Bravo pour le trait de génie de Lee Hanson qui réussit ainsi à faire venir le
tout-Manhattan pour déguster une cuisine franchouillarde revisitée qui plaît tant aux
yuppies de Wall street.
De sculpturales créatures descendent de limousines interminables pour s'accouder au
comptoir autour d'un verre de beaujolais ou de chinon en attendant de composer leur menu.

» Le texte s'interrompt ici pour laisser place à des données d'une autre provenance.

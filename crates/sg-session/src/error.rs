//! Error types for the editing session.

use thiserror::Error;

/// Result type for session operations.
pub type SessionResult<T> = Result<T, SessionError>;

/// Errors that can occur while processing a session command.
#[derive(Debug, Error)]
pub enum SessionError {
    /// A known command was given malformed arguments.
    #[error("invalid command: {0}")]
    InvalidCommand(String),

    /// The first word is not a command.
    #[error("unknown command: {0} (type 'help' for commands)")]
    UnknownCommand(String),

    /// No built-in preset has this identifier.
    #[error("unknown preset: {0}")]
    UnknownPreset(String),

    /// A table edit was rejected.
    #[error("{0}")]
    Core(#[from] sg_core::CoreError),

    /// A request could not be built.
    #[error("{0}")]
    Solver(#[from] sg_solver::SolverError),
}
//! Boundary to the external equilibrium solver.
//!
//! Turns the two payoff tables and the form fields into a
//! [`RequestPayload`], posts it to the solver's `/calculate` endpoint, and
//! maps whatever comes back into a [`ResultView`] for display. The solver
//! itself is opaque: this crate neither computes equilibria nor checks
//! payoff-function syntax.

pub mod client;
pub mod config;
pub mod error;
pub mod render;
pub mod request;
pub mod response;

pub use client::SolverClient;
pub use config::SolverConfig;
pub use error::{SolverError, SolverResult};
pub use render::{EquilibriumBlock, ResultView, render};
pub use request::{PayoffData, RequestBuilder, RequestPayload, strategy_list};
pub use response::{Equilibrium, SolverOutcome, SolverResponse};
use crate::player::Player;

/// Alias for `Result<T, CoreError>`.
pub type CoreResult<T> = Result<T, CoreError>;

/// Errors that can occur when editing a payoff table.
#[derive(Debug, Clone, PartialEq, thiserror::Error)]
pub enum CoreError {
    /// A new variable was given a name that is empty after trimming.
    #[error("please enter a variable name")]
    BlankVariableName,

    /// A column index does not address an existing variable.
    #[error("column {index} does not exist in the {player} table ({len} variables)")]
    ColumnOutOfRange {
        /// The table that was addressed.
        player: Player,
        /// The requested zero-based column.
        index: usize,
        /// Number of variables currently in the table.
        len: usize,
    },

    /// A case identifier could not be parsed.
    #[error("unknown case: \"{0}\" (expected case1 through case8)")]
    UnknownCase(String),

    /// A player identifier could not be parsed.
    #[error("unknown player: \"{0}\" (expected p1 or p2)")]
    UnknownPlayer(String),
}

Car tout le répertoire de notre tradition bistrotière est ici plus ou moins
fidèlement représenté. La carte propose de la raie au beurre noir, de la truite
amandine, du steak frites with béarnaise (sic), de la blanquette de veau ou des tripes
gratinées, en français dans le texte. On peut commencer par d'authentiques rillettes
fermières, les Américains n'ayant sans doute pas encore entendu parler de la listéria,
ou des poireaux vinaigrette. Quant aux "garnitures", elles vont de la
ratatouille au gratin dauphinois en passant par les carottes vichy, ce monument du
conformisme culinaire de l'après-guerre.
Et ça marche, ce qui est quand même le plus instructif à l'occasion d'une visite -
indispensable - à "Pastis" lors de votre prochain voyage à New York. Car la
réussite de l'établissement ne peut qu'interpeller le professionnel de l'Hexagone en
quête de développement. Si un Irlandais parvient à remplir un ancien entrepôt en
faisant avaler à tout ce que New York compte de snobs (ça fait du monde) du gigot
flageolet arrosé de Marcillac, il y a certainement quelque chose à tenter du côté de
la Big Apple. Pas forcément la même chose, mais les exemples de réussite française
outre-Atlantique, le Bistrot 110 à Chicago en est la dernière démonstration, ne peuvent
qu'inciter à réfléchir, et franchir l'océan...
L. H.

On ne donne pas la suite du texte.